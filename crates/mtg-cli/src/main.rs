//! mtg - multinozzle toolpath generator driver
//!
//! Fits B-spline surfaces to scanned STL grids and collects operator
//! parameters through terminal forms.

use std::path::{Path, PathBuf};

use anyhow::{Context, Result};
use clap::{Args, Parser, Subcommand};
use mtg_form::{export_json, FormDriver, FormHandle, Outcome, ParameterSet};
use mtg_surface::fit_surface_from_mesh;
use tracing::info;

mod config;
mod logging;
mod tui;

use config::{FormFile, JobConfig};

#[derive(Parser)]
#[command(name = "mtg")]
#[command(about = "Multinozzle toolpath generator tools", long_about = None)]
struct Cli {
    /// Log debug details (overridden by RUST_LOG)
    #[arg(short, long, global = true)]
    verbose: bool,

    #[command(subcommand)]
    command: Commands,
}

#[derive(Subcommand)]
enum Commands {
    /// Fit a B-spline surface to the vertex grid of an STL file
    Fit(FitArgs),
    /// Show a parameter form and export the values as JSON
    Params {
        /// Form description (.toml)
        form: PathBuf,
        /// Output file (default: the form file with a .json extension)
        #[arg(short, long)]
        out: Option<PathBuf>,
        /// Previous export used to pre-fill the form
        #[arg(short, long)]
        defaults: Option<PathBuf>,
    },
    /// Display information about an exported surface
    Info {
        /// Surface file (.json)
        file: PathBuf,
    },
}

#[derive(Args)]
struct FitArgs {
    /// Job file (.toml); flags override its values
    job: Option<PathBuf>,
    /// Mesh to fit
    #[arg(long)]
    stl: Option<PathBuf>,
    /// Grid points along u
    #[arg(long)]
    u_size: Option<usize>,
    /// Grid points along v
    #[arg(long)]
    v_size: Option<usize>,
    /// Degree along u
    #[arg(long)]
    u_degree: Option<usize>,
    /// Degree along v
    #[arg(long)]
    v_degree: Option<usize>,
    /// Parametric evaluation step
    #[arg(long)]
    eval_delta: Option<f64>,
    /// Skip writing the surface JSON
    #[arg(long)]
    no_json: bool,
    /// Render the surface and control net
    #[arg(long)]
    render_surface: bool,
    /// Render evaluated points over the data points
    #[arg(long)]
    render_eval: bool,
}

fn main() -> Result<()> {
    let cli = Cli::parse();
    let logging = logging::init_logging(cli.verbose)?;

    match cli.command {
        Commands::Fit(args) => {
            let job = resolve_job(args)?;
            run_fit(&job)?;
        }
        Commands::Params {
            form,
            out,
            defaults,
        } => {
            let out = out.unwrap_or_else(|| form.with_extension("json"));
            run_params(&form, &out, defaults.as_deref(), &logging)?;
        }
        Commands::Info { file } => {
            show_info(&file)?;
        }
    }

    Ok(())
}

/// Merge a job file with command-line overrides.
fn resolve_job(args: FitArgs) -> Result<JobConfig> {
    let mut job = match args.job {
        Some(path) => JobConfig::load(&path)?,
        None => {
            let (Some(stl), Some(u), Some(v)) = (args.stl.clone(), args.u_size, args.v_size) else {
                anyhow::bail!("without a job file, --stl, --u-size and --v-size are required");
            };
            JobConfig::new(stl, u, v)
        }
    };

    if let Some(stl) = args.stl {
        job.stl = stl;
    }
    if let Some(u) = args.u_size {
        job.u_size = u;
    }
    if let Some(v) = args.v_size {
        job.v_size = v;
    }
    if let Some(d) = args.u_degree {
        job.u_degree = d;
    }
    if let Some(d) = args.v_degree {
        job.v_degree = d;
    }
    if let Some(delta) = args.eval_delta {
        job.eval_delta = delta;
    }
    if args.no_json {
        job.export_json = false;
    }
    job.render_surface |= args.render_surface;
    job.render_eval |= args.render_eval;
    Ok(job)
}

fn run_fit(job: &JobConfig) -> Result<()> {
    let fit = fit_surface_from_mesh(&job.stl, &job.fit_options())
        .with_context(|| format!("failed to fit {}", job.stl.display()))?;

    let s = &fit.surface.surface;
    println!("Fitted {}", job.stl.display());
    println!("  Grid: {} x {}", fit.grid.u_size, fit.grid.v_size);
    println!("  Degree: {} x {}", s.degree_u, s.degree_v);
    println!("  Evaluation delta: {}", fit.surface.delta);
    if let Some(path) = &fit.json_path {
        println!("  Surface: {}", path.display());
    }
    Ok(())
}

fn run_params(
    form_path: &Path,
    out: &Path,
    defaults: Option<&Path>,
    logging: &logging::Logging,
) -> Result<()> {
    let mut spec = FormFile::load(form_path)?.into_spec();
    if let Some(path) = defaults {
        let stored = ParameterSet::load(path)
            .with_context(|| format!("failed to read defaults {}", path.display()))?;
        let replaced = stored.apply_defaults(&mut spec);
        info!(path = %path.display(), replaced, "loaded previous values");
    }
    let fields = spec.flat_fields();

    let form = FormHandle::build(spec)?;
    let outcome = {
        let _quiet = logging.quiet();
        tui::TerminalDriver.run(form)?
    };

    match outcome {
        Outcome::Submitted(values) => {
            export_json(out, &fields, &values)
                .with_context(|| format!("failed to export {}", out.display()))?;
            println!("Exported parameters to {}", out.display());
        }
        Outcome::Cancelled => {
            println!("Cancelled; nothing exported");
        }
    }
    Ok(())
}

fn show_info(file: &Path) -> Result<()> {
    let fitted = mtg_nurbs::import_json(file)
        .with_context(|| format!("failed to read surface {}", file.display()))?;
    let s = &fitted.surface;

    println!("Surface: {}", file.display());
    println!("  Control points: {} x {}", s.n_u, s.n_v);
    println!("  Degree: {} x {}", s.degree_u, s.degree_v);
    println!("  Knots: {} (u), {} (v)", s.knots_u.len(), s.knots_v.len());
    println!("  Evaluation delta: {}", fitted.delta);
    println!("  Evaluated points: {}", fitted.sample_size().pow(2));

    let points = fitted.evaluate_points()?;
    let mut min = [f64::INFINITY; 3];
    let mut max = [f64::NEG_INFINITY; 3];
    for p in &points {
        for k in 0..3 {
            min[k] = min[k].min(p[k]);
            max[k] = max[k].max(p[k]);
        }
    }
    if !points.is_empty() {
        println!(
            "  Bounds: ({:.3}, {:.3}, {:.3}) - ({:.3}, {:.3}, {:.3})",
            min[0], min[1], min[2], max[0], max[1], max[2]
        );
    }
    Ok(())
}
■ ■ ■ ■
• **What the exercise asks**
Find all lines in the records that hold the word "FitArgs". Copy them.

• **Finished task**
    Fit(FitArgs),
struct FitArgs {
fn resolve_job(args: FitArgs) -> Result<JobConfig> {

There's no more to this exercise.